Look through the data below for the line with "#[derive(Default)]", and transcribe it exactly together with each line after it up to and including the line with "impl KeyValueStore for MemoryStore". Give nothing else.
━━━━
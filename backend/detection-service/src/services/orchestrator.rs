//! Detection orchestration
//!
//! Composes cache lookup, vision invocation, confidence decisioning,
//! cache write-back and budget recording. Every path resolves to a
//! `DetectionResult` value; nothing here surfaces an error to the caller.
use sha2::{Digest, Sha256};
use std::sync::Arc;
use std::time::Instant;
use tracing::{error, info, warn};

use crate::config::Config;
use crate::models::{DetectionResult, ImageReference};
use crate::providers::VisionDetector;
use crate::services::budget::BudgetTracker;
use crate::services::cache::DetectionCache;

/// Failure reason when the vision call itself failed.
pub const REASON_VISION_FAILED: &str = "OPENAI_VISION_FAILED";
/// Failure reason when the call succeeded but found nothing.
pub const REASON_NO_ITEMS: &str = "NO_ITEMS_DETECTED";
/// Failure reason attached to low-confidence results flagged for review.
pub const REASON_LOW_CONFIDENCE: &str = "OPENAI_VISION_LOW_CONFIDENCE";

/// Cache fingerprint for a set of image references.
///
/// References are sorted before hashing so the key is independent of
/// submission order; hashing bounds key size regardless of reference
/// count or payload size.
pub fn detection_cache_key(images: &[ImageReference]) -> String {
    let mut canonical: Vec<String> = images.iter().map(ImageReference::canonical).collect();
    canonical.sort();
    let digest = Sha256::digest(canonical.join("|").as_bytes());
    format!("ai:detection:{}", hex::encode(digest))
}

pub struct DetectionOrchestrator {
    vision: Arc<dyn VisionDetector>,
    cache: DetectionCache,
    budget: BudgetTracker,
    confidence_threshold: f64,
    cache_ttl_seconds: u64,
}

impl DetectionOrchestrator {
    pub fn new(
        vision: Arc<dyn VisionDetector>,
        cache: DetectionCache,
        budget: BudgetTracker,
        config: &Config,
    ) -> Self {
        Self {
            vision,
            cache,
            budget,
            confidence_threshold: config.confidence_threshold,
            cache_ttl_seconds: config.cache_ttl_seconds,
        }
    }

    /// Detect household items, with cache reuse and manual fallback.
    pub async fn detect_items(&self, images: &[ImageReference]) -> DetectionResult {
        let cache_key = detection_cache_key(images);

        if let Some(mut cached) = self.cache.get(&cache_key).await {
            info!(images = images.len(), "Cache hit - returning cached detection");
            cached.from_cache = true;
            return cached;
        }

        let start = Instant::now();
        info!(images = images.len(), "Vision detection started");

        let mut result = match self.vision.detect_items(images).await {
            Ok(result) => result,
            Err(e) => {
                error!(error = %e, "Vision detection failed");
                return DetectionResult::manual_input(
                    images,
                    REASON_VISION_FAILED,
                    start.elapsed().as_millis() as u64,
                );
            }
        };

        let latency = start.elapsed().as_millis() as u64;
        result.processing_time_ms = latency;
        result.image_count = images.len();
        result.image_refs = images.to_vec();

        if result.items.is_empty() {
            warn!("Vision detection returned no items - manual input required");
            // The attempt consumed the images even though nothing came back,
            // but an empty result is not worth remembering.
            self.budget.record_usage(images.len() as u32).await;
            return DetectionResult::manual_input(images, REASON_NO_ITEMS, latency);
        }

        info!(
            items = result.items.len(),
            confidence = result.confidence,
            latency_ms = latency,
            "Vision detection completed"
        );

        if result.confidence < self.confidence_threshold {
            warn!(
                confidence = result.confidence,
                threshold = self.confidence_threshold,
                "Low confidence - flagging manual review"
            );
            result.manual_review_required = true;
            result.failure_reason = Some(REASON_LOW_CONFIDENCE.to_string());
        }

        self.cache
            .put(&cache_key, &result, self.cache_ttl_seconds)
            .await;
        self.budget.record_usage(images.len() as u32).await;

        result
    }

    /// Budget snapshot pass-through for callers holding the orchestrator.
    pub async fn budget_stats(&self) -> crate::models::BudgetStats {
        self.budget.stats().await
    }
}
//! Shared key/value store seam for the cache and budget counters
//!
//! The cache store and budget tracker are the only shared mutable state in
//! the pipeline. Both run over this narrow interface so production uses
//! Redis while Redis-less deployments and tests use the in-process store.
use anyhow::{Context, Result};
use async_trait::async_trait;
use dashmap::DashMap;
use redis::AsyncCommands;
use redis_utils::SharedConnectionManager;
use std::time::{Duration, Instant};

/// Minimal key/value contract: string values, TTLs, atomic counters.
#[async_trait]
pub trait KeyValueStore: Send + Sync {
    async fn get(&self, key: &str) -> Result<Option<String>>;
    async fn set_ex(&self, key: &str, value: &str, ttl_seconds: u64) -> Result<()>;
    /// Atomically add `amount` to an integer counter, returning the
    /// post-increment value.
    async fn incr_by(&self, key: &str, amount: i64) -> Result<i64>;
    async fn expire(&self, key: &str, ttl_seconds: u64) -> Result<()>;
    async fn delete(&self, key: &str) -> Result<()>;
    async fn exists(&self, key: &str) -> Result<bool>;
}

// ============================================
// Redis-backed store
// ============================================

/// Store backed by the shared Redis connection manager.
#[derive(Clone)]
pub struct RedisStore {
    manager: SharedConnectionManager,
}

impl RedisStore {
    pub fn new(manager: SharedConnectionManager) -> Self {
        Self { manager }
    }

    async fn connection(&self) -> redis::aio::ConnectionManager {
        redis_utils::connection(&self.manager).await
    }
}

#[async_trait]
impl KeyValueStore for RedisStore {
    async fn get(&self, key: &str) -> Result<Option<String>> {
        let mut conn = self.connection().await;
        conn.get(key).await.context("GET failed")
    }

    async fn set_ex(&self, key: &str, value: &str, ttl_seconds: u64) -> Result<()> {
        let mut conn = self.connection().await;
        conn.set_ex(key, value, ttl_seconds)
            .await
            .context("SETEX failed")
    }

    async fn incr_by(&self, key: &str, amount: i64) -> Result<i64> {
        let mut conn = self.connection().await;
        conn.incr(key, amount).await.context("INCRBY failed")
    }

    async fn expire(&self, key: &str, ttl_seconds: u64) -> Result<()> {
        let mut conn = self.connection().await;
        conn.expire(key, ttl_seconds as i64)
            .await
            .context("EXPIRE failed")
    }

    async fn delete(&self, key: &str) -> Result<()> {
        let mut conn = self.connection().await;
        conn.del(key).await.context("DEL failed")
    }

    async fn exists(&self, key: &str) -> Result<bool> {
        let mut conn = self.connection().await;
        conn.exists(key).await.context("EXISTS failed")
    }
}

// ============================================
// In-process store
// ============================================

struct StoredEntry {
    value: String,
    expires_at: Option<Instant>,
}

impl StoredEntry {
    fn is_expired(&self) -> bool {
        self.expires_at.is_some_and(|at| Instant::now() >= at)
    }
}

/// In-process store over a concurrent map, with lazy expiry.
///
/// Used when REDIS_URL is not configured, and by tests. Per-key atomicity
/// comes from the map's entry locking.
#[derive(Default)]
pub struct MemoryStore {
    entries: DashMap<String, StoredEntry>,
}

impl MemoryStore {
    pub fn new() -> Self {
        Self::default()
    }
}

#[async_trait]
impl KeyValueStore for MemoryStore {
    async fn get(&self, key: &str) -> Result<Option<String>> {
        if let Some(entry) = self.entries.get(key) {
            if !entry.is_expired() {
                return Ok(Some(entry.value.clone()));
            }
        }
        // Drop expired entries on read rather than sweeping.
        self.entries.remove_if(key, |_, entry| entry.is_expired());
        Ok(None)
    }

    async fn set_ex(&self, key: &str, value: &str, ttl_seconds: u64) -> Result<()> {
        self.entries.insert(
            key.to_string(),
            StoredEntry {
                value: value.to_string(),
                expires_at: Some(Instant::now() + Duration::from_secs(ttl_seconds)),
            },
        );
        Ok(())
    }

    async fn incr_by(&self, key: &str, amount: i64) -> Result<i64> {
        let mut entry = self.entries.entry(key.to_string()).or_insert(StoredEntry {
            value: "0".to_string(),
            expires_at: None,
        });
        if entry.is_expired() {
            entry.value = "0".to_string();
            entry.expires_at = None;
        }
        let current: i64 = entry.value.parse().unwrap_or(0);
        let next = current + amount;
        entry.value = next.to_string();
        Ok(next)
    }

    async fn expire(&self, key: &str, ttl_seconds: u64) -> Result<()> {
        if let Some(mut entry) = self.entries.get_mut(key) {
            entry.expires_at = Some(Instant::now() + Duration::from_secs(ttl_seconds));
        }
        Ok(())
    }

    async fn delete(&self, key: &str) -> Result<()> {
        self.entries.remove(key);
        Ok(())
    }

    async fn exists(&self, key: &str) -> Result<bool> {
        Ok(self.get(key).await?.is_some())
    }
}
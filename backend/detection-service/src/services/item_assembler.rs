//! Assembly of detected items into persistence-ready line items
//!
//! Maps an enriched detection payload into a booking line item plus a
//! serialized metadata blob carrying every auxiliary attribute.
use serde::Serialize;
use serde_json::{Map, Value};
use tracing::warn;

use crate::models::{BookingLineItem, EnhancedDetectedItem};

pub struct ItemAssembler;

impl ItemAssembler {
    /// Map a detected item into a partially populated booking line item.
    ///
    /// Quantity is forced to 1: AI-sourced multiplicity is expressed via
    /// repeated entries, not a quantity field. Handling flags are carried
    /// only when explicitly present.
    pub fn to_line_item(
        item: &EnhancedDetectedItem,
        booking_id: i64,
        category_id: Option<i64>,
        size_id: Option<i64>,
    ) -> BookingLineItem {
        let dims = item.dims_cm.as_ref();
        BookingLineItem {
            booking_id,
            category_id,
            size_id,
            name: item.name.clone(),
            description: item.notes.clone(),
            quantity: 1,
            height_cm: dims.and_then(|d| d.height).map(f64::from),
            width_cm: dims.and_then(|d| d.width).map(f64::from),
            depth_cm: dims.and_then(|d| d.length).map(f64::from),
            weight_kg: item.weight_kg,
            is_fragile: item.fragile,
            requires_disassembly: item.disassembly_required,
            ai_metadata: None,
        }
    }

    /// Serialize auxiliary detection attributes for storage alongside the
    /// line item. Null fields and empty collections are omitted; an empty
    /// payload yields `None`, as does a serialization failure.
    pub fn to_metadata_json(item: &EnhancedDetectedItem) -> Option<String> {
        let mut metadata = Map::new();

        put(&mut metadata, "confidence", &Some(item.confidence));
        put(&mut metadata, "subcategory", &item.subcategory);
        if let Some(bbox) = item.bbox_norm.as_ref().filter(|bbox| !bbox.is_empty()) {
            put(&mut metadata, "bbox_norm", &Some(bbox));
        }
        put(&mut metadata, "dims_confidence", &item.dims_confidence);
        put(&mut metadata, "dimensions_basis", &item.dimensions_basis);
        put(&mut metadata, "volume_m3", &item.volume_m3);
        put(&mut metadata, "weight_confidence", &item.weight_confidence);
        put(&mut metadata, "weight_basis", &item.weight_basis);
        put(&mut metadata, "weight_model", &item.weight_model);
        put(&mut metadata, "occluded_fraction", &item.occluded_fraction);
        put(&mut metadata, "orientation", &item.orientation);
        if let Some(material) = item.material.as_ref().filter(|m| !m.is_empty()) {
            put(&mut metadata, "material", &Some(material));
        }
        put(&mut metadata, "color", &item.color);
        put(&mut metadata, "room_hint", &item.room_hint);
        put(&mut metadata, "brand", &item.brand);
        put(&mut metadata, "model", &item.model);
        put(&mut metadata, "two_person_lift", &item.two_person_lift);
        put(&mut metadata, "stackable", &item.stackable);
        put(&mut metadata, "notes", &item.notes);
        put(&mut metadata, "image_index", &item.image_index);

        if metadata.is_empty() {
            return None;
        }

        match serde_json::to_string(&Value::Object(metadata)) {
            Ok(json) => Some(json),
            Err(e) => {
                warn!(item = %item.name, error = %e, "Failed to serialize item metadata");
                None
            }
        }
    }
}

fn put<T: Serialize>(metadata: &mut Map<String, Value>, key: &str, value: &Option<T>) {
    let Some(value) = value else {
        return;
    };
    match serde_json::to_value(value) {
        Ok(Value::Null) => {}
        Ok(json) => {
            metadata.insert(key.to_string(), json);
        }
        Err(e) => warn!(key, error = %e, "Failed to serialize metadata field"),
    }
}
━━━━
Exercise solution:
#[derive(Default)]
pub struct MemoryStore {
    entries: DashMap<String, StoredEntry>,
}

impl MemoryStore {
    pub fn new() -> Self {
        Self::default()
    }
}

#[async_trait]
impl KeyValueStore for MemoryStore {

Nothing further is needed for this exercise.